And yet ANOTHER of those great pieces from a book shows up! You're probably familiar with the "Haunted Key" gimmick - but what if you did it without moving at all,
not one muscle? What if you convinced yourself that you really were using the power of your mind to move something? Aw, now I've said too much ---! Using this technique, I've had little problem in moving the key in someone ELSE's hand. Learn this principle, and you learn a LOT more magic than just this one effect.

Richard then demonstrates - and later shows how to build - one of his popular effects called "Solid Ghost." Don't expect this to be Glorpy. The patter backstory builds a
"creation of reality" which develops into something solid and round, very much like a baseball, which appears under a handkerchief.
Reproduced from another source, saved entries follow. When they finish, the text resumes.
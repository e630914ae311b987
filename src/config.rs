// This Source Code Form is subject to the terms of the Mozilla Public
// License, v. 2.0. If a copy of the MPL was not distributed with this
// file, You can obtain one at https://mozilla.org/MPL/2.0/.

use crate::iface::Link;
use crate::AuthType;
use schemars::JsonSchema;
use serde::{Deserialize, Serialize};
use std::net::IpAddr;
use std::time::Duration;

/// Default minimum receive interval, 10 ms.
pub const DEFAULT_MIN_RX_INT: u32 = 10_000;
/// Default minimum transmit interval while up, 100 ms.
pub const DEFAULT_MIN_TX_INT: u32 = 100_000;
/// Default transmit interval while not up, 1 s.
pub const DEFAULT_IDLE_TX_INT: u32 = 1_000_000;
/// Default detection multiplier.
pub const DEFAULT_MULTIPLIER: u8 = 5;

/// An authentication key. Multiple keys may be active at once, selected by
/// id on receive.
#[derive(
    Debug, Clone, PartialEq, Eq, Serialize, Deserialize, JsonSchema,
)]
pub struct AuthKey {
    pub id: u8,
    pub secret: Vec<u8>,
}

/// Timing and authentication configuration for sessions on one interface
/// (or for all multihop sessions). Interval fields are in microseconds.
#[derive(
    Debug, Clone, PartialEq, Eq, Serialize, Deserialize, JsonSchema,
)]
pub struct IfaceConfig {
    pub min_rx_int: u32,
    pub min_tx_int: u32,
    pub idle_tx_int: u32,
    pub multiplier: u8,
    pub passive: bool,
    pub auth_type: AuthType,
    pub keys: Vec<AuthKey>,
}

impl Default for IfaceConfig {
    fn default() -> Self {
        Self {
            min_rx_int: DEFAULT_MIN_RX_INT,
            min_tx_int: DEFAULT_MIN_TX_INT,
            idle_tx_int: DEFAULT_IDLE_TX_INT,
            multiplier: DEFAULT_MULTIPLIER,
            passive: false,
            auth_type: AuthType::None,
            keys: Vec::new(),
        }
    }
}

/// The effective configuration of one session: the owning interface's
/// configuration with any per-request overrides folded in.
pub type SessionConfig = IfaceConfig;

/// Per-request overrides. `None` fields fall back to the interface
/// configuration at merge time.
#[derive(
    Debug, Clone, Default, PartialEq, Eq, Serialize, Deserialize, JsonSchema,
)]
pub struct SessionOpts {
    pub min_rx_int: Option<Duration>,
    pub min_tx_int: Option<Duration>,
    pub idle_tx_int: Option<Duration>,
    pub multiplier: Option<u8>,
    pub passive: Option<bool>,
    pub auth_type: Option<AuthType>,
    pub keys: Option<Vec<AuthKey>>,
}

fn us(d: Duration) -> u32 {
    d.as_micros() as u32
}

/// Fold request overrides over an interface configuration.
pub fn merge_options(cf: &IfaceConfig, opts: &SessionOpts) -> SessionConfig {
    SessionConfig {
        min_rx_int: opts.min_rx_int.map(us).unwrap_or(cf.min_rx_int),
        min_tx_int: opts.min_tx_int.map(us).unwrap_or(cf.min_tx_int),
        idle_tx_int: opts.idle_tx_int.map(us).unwrap_or(cf.idle_tx_int),
        multiplier: opts.multiplier.unwrap_or(cf.multiplier),
        passive: opts.passive.unwrap_or(cf.passive),
        auth_type: opts.auth_type.unwrap_or(cf.auth_type),
        keys: opts.keys.clone().unwrap_or_else(|| cf.keys.clone()),
    }
}

/// Named interface configuration entry.
#[derive(
    Debug, Clone, PartialEq, Eq, Serialize, Deserialize, JsonSchema,
)]
pub struct IfaceProfile {
    pub name: String,
    pub config: IfaceConfig,
}

/// A statically configured peer. Multihop neighbors carry no link and start
/// immediately; direct neighbors wait for their nexthop to resolve.
#[derive(
    Debug, Clone, PartialEq, Eq, Serialize, Deserialize, JsonSchema,
)]
pub struct NeighborConfig {
    pub addr: IpAddr,
    pub local: Option<IpAddr>,
    pub link: Option<Link>,
    pub multihop: bool,
}

/// Configuration of one protocol instance.
#[derive(
    Debug, Clone, PartialEq, Eq, Serialize, Deserialize, JsonSchema,
)]
pub struct InstanceConfig {
    pub accept_ipv4: bool,
    pub accept_ipv6: bool,
    pub accept_direct: bool,
    pub accept_multihop: bool,

    /// Open a dedicated, bound RX socket per interface instead of shared
    /// wildcard listeners.
    pub strict_bind: bool,

    /// Accept IPv6 datagrams with a zero UDP checksum.
    pub zero_udp6_checksum_rx: bool,

    /// When set, only requests carrying the same VRF are accepted.
    pub vrf: Option<u32>,

    pub ifaces: Vec<IfaceProfile>,

    /// Configuration applied to multihop sessions, which have no interface.
    pub multihop: Option<IfaceConfig>,

    pub neighbors: Vec<NeighborConfig>,
}

impl Default for InstanceConfig {
    fn default() -> Self {
        Self {
            accept_ipv4: true,
            accept_ipv6: true,
            accept_direct: true,
            accept_multihop: true,
            strict_bind: false,
            zero_udp6_checksum_rx: false,
            vrf: None,
            ifaces: Vec::new(),
            multihop: None,
            neighbors: Vec::new(),
        }
    }
}

impl InstanceConfig {
    /// Resolve the configuration for sessions on `link`, falling back to
    /// defaults when no profile matches.
    pub fn iface_config(&self, link: Option<&Link>) -> IfaceConfig {
        match link {
            Some(link) => self
                .ifaces
                .iter()
                .find(|p| p.name == link.name)
                .map(|p| p.config.clone())
                .unwrap_or_default(),
            None => self.multihop.clone().unwrap_or_default(),
        }
    }

    /// Acceptance and socket-mode flags cannot change across a
    /// reconfiguration; a differing set rejects the new configuration.
    pub fn same_acceptance(&self, other: &Self) -> bool {
        self.accept_ipv4 == other.accept_ipv4
            && self.accept_ipv6 == other.accept_ipv6
            && self.accept_direct == other.accept_direct
            && self.accept_multihop == other.accept_multihop
            && self.strict_bind == other.strict_bind
            && self.zero_udp6_checksum_rx == other.zero_udp6_checksum_rx
    }
}

#[cfg(test)]
mod test {
    use super::*;
    use pretty_assertions::assert_eq;

    #[test]
    fn test_merge_options() {
        let cf = IfaceConfig::default();
        let merged = merge_options(&cf, &SessionOpts::default());
        assert_eq!(merged, cf);

        let opts = SessionOpts {
            min_tx_int: Some(Duration::from_millis(50)),
            multiplier: Some(3),
            passive: Some(true),
            ..Default::default()
        };
        let merged = merge_options(&cf, &opts);
        assert_eq!(merged.min_tx_int, 50_000);
        assert_eq!(merged.min_rx_int, cf.min_rx_int);
        assert_eq!(merged.multiplier, 3);
        assert!(merged.passive);
    }

    #[test]
    fn test_iface_config_lookup() {
        let mut cf = InstanceConfig::default();
        cf.ifaces.push(IfaceProfile {
            name: "net0".into(),
            config: IfaceConfig {
                multiplier: 3,
                ..Default::default()
            },
        });
        let net0 = Link {
            index: 2,
            name: "net0".into(),
        };
        let net1 = Link {
            index: 3,
            name: "net1".into(),
        };
        assert_eq!(cf.iface_config(Some(&net0)).multiplier, 3);
        assert_eq!(
            cf.iface_config(Some(&net1)).multiplier,
            DEFAULT_MULTIPLIER
        );
        assert_eq!(cf.iface_config(None), IfaceConfig::default());
    }
}
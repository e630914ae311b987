// This Source Code Form is subject to the terms of the Mozilla Public
// License, v. 2.0. If a copy of the MPL was not distributed with this
// file, You can obtain one at https://mozilla.org/MPL/2.0/.

use rand::Rng;
use std::time::{Duration, Instant};

/// A monotonic clock for one protocol instance. All session timestamps and
/// timer deadlines are expressed as time since this clock's origin, so they
/// are plain `Duration` values that order and subtract cheaply.
#[derive(Debug, Clone, Copy)]
pub struct Clock {
    origin: Instant,
}

impl Clock {
    pub fn new() -> Self {
        Self {
            origin: Instant::now(),
        }
    }

    /// Monotonic time since the clock origin.
    pub fn now(&self) -> Duration {
        self.origin.elapsed()
    }
}

impl Default for Clock {
    fn default() -> Self {
        Self::new()
    }
}

/// A deadline-based timer. One-shot by default; with a nonzero `recurrent`
/// interval the timer reschedules itself on every firing at
/// `deadline + recurrent + U[0, randomize]`.
///
/// Timers do not run anywhere on their own. The protocol thread's event loop
/// asks each timer whether it is due and fires it; nothing else may.
#[derive(Debug, Default)]
pub struct Timer {
    deadline: Option<Duration>,
    pub recurrent: Duration,
    pub randomize: Duration,
}

impl Timer {
    pub fn new() -> Self {
        Self::default()
    }

    /// Arm the timer to fire `after` from `now`.
    pub fn start(&mut self, now: Duration, after: Duration) {
        self.deadline = Some(now + after);
    }

    /// Arm the timer with an absolute deadline.
    pub fn set(&mut self, at: Duration) {
        self.deadline = Some(at);
    }

    pub fn stop(&mut self) {
        self.deadline = None;
    }

    pub fn active(&self) -> bool {
        self.deadline.is_some()
    }

    pub fn deadline(&self) -> Option<Duration> {
        self.deadline
    }

    /// Time left until the deadline, zero if already due or inactive.
    pub fn remains(&self, now: Duration) -> Duration {
        self.deadline
            .map(|d| d.saturating_sub(now))
            .unwrap_or(Duration::ZERO)
    }

    pub fn due(&self, now: Duration) -> bool {
        matches!(self.deadline, Some(d) if d <= now)
    }

    /// Fire the timer if due. A recurrent timer reschedules relative to the
    /// old deadline; if that already passed it reschedules relative to `now`
    /// so a stalled loop does not replay a backlog of firings.
    pub fn fire(&mut self, now: Duration) -> bool {
        let Some(deadline) = self.deadline else {
            return false;
        };
        if deadline > now {
            return false;
        }
        if self.recurrent.is_zero() {
            self.deadline = None;
        } else {
            let jitter = if self.randomize.is_zero() {
                Duration::ZERO
            } else {
                let range = self.randomize.as_micros() as u64;
                Duration::from_micros(rand::thread_rng().gen_range(0..=range))
            };
            let mut next = deadline + self.recurrent + jitter;
            if next <= now {
                next = now + self.recurrent + jitter;
            }
            self.deadline = Some(next);
        }
        true
    }
}

#[cfg(test)]
mod test {
    use super::*;
    use pretty_assertions::assert_eq;

    fn ms(v: u64) -> Duration {
        Duration::from_millis(v)
    }

    #[test]
    fn test_one_shot() {
        let mut t = Timer::new();
        assert!(!t.active());
        assert!(!t.fire(ms(100)));

        t.start(ms(0), ms(50));
        assert!(t.active());
        assert_eq!(t.remains(ms(20)), ms(30));
        assert!(!t.due(ms(49)));
        assert!(t.due(ms(50)));

        assert!(t.fire(ms(50)));
        assert!(!t.active());
        assert_eq!(t.remains(ms(60)), ms(0));
    }

    #[test]
    fn test_stop_and_set() {
        let mut t = Timer::new();
        t.set(ms(75));
        assert!(t.due(ms(80)));
        t.stop();
        assert!(!t.active());
        assert!(!t.fire(ms(80)));
    }

    #[test]
    fn test_recurrent_reschedule_bounds() {
        let mut t = Timer::new();
        t.recurrent = ms(75);
        t.randomize = ms(15);
        t.start(ms(0), ms(0));

        assert!(t.fire(ms(0)));
        let next = t.deadline().unwrap();
        assert!(next >= ms(75) && next <= ms(90), "next = {next:?}");
    }

    #[test]
    fn test_recurrent_skips_backlog() {
        let mut t = Timer::new();
        t.recurrent = ms(10);
        t.start(ms(0), ms(0));

        // Loop stalled well past several periods; next firing is anchored to
        // now, not to the missed deadlines.
        assert!(t.fire(ms(95)));
        let next = t.deadline().unwrap();
        assert!(next > ms(95) && next <= ms(105), "next = {next:?}");
    }
}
Thump it with something; it thumps.
It's solid. Your spectator feels it. It grows and, just when you think you can get ahold of it, it's not there. And we're told "it was never there" at all.

A good portion of this disk isn't "pure" mentalism at all, but you'd be cheating yourself if you dismissed this portion. The title of the series is "Mind Mysteries" and that mystery definitely happens in the audience's mind.

Pay VERY close attention to what Osterlind teaches during the explanation for "Pen Paddle Move." He's very passionate about magic & mentalism, and he insists that
these things can and should be done as if they're the highest of art. His passion is on display when he mourns a magician he saw who made something beautiful into "just
a cheap trick." During this explanation, he also teaches how to utterly disarm someone who says they know how something is done.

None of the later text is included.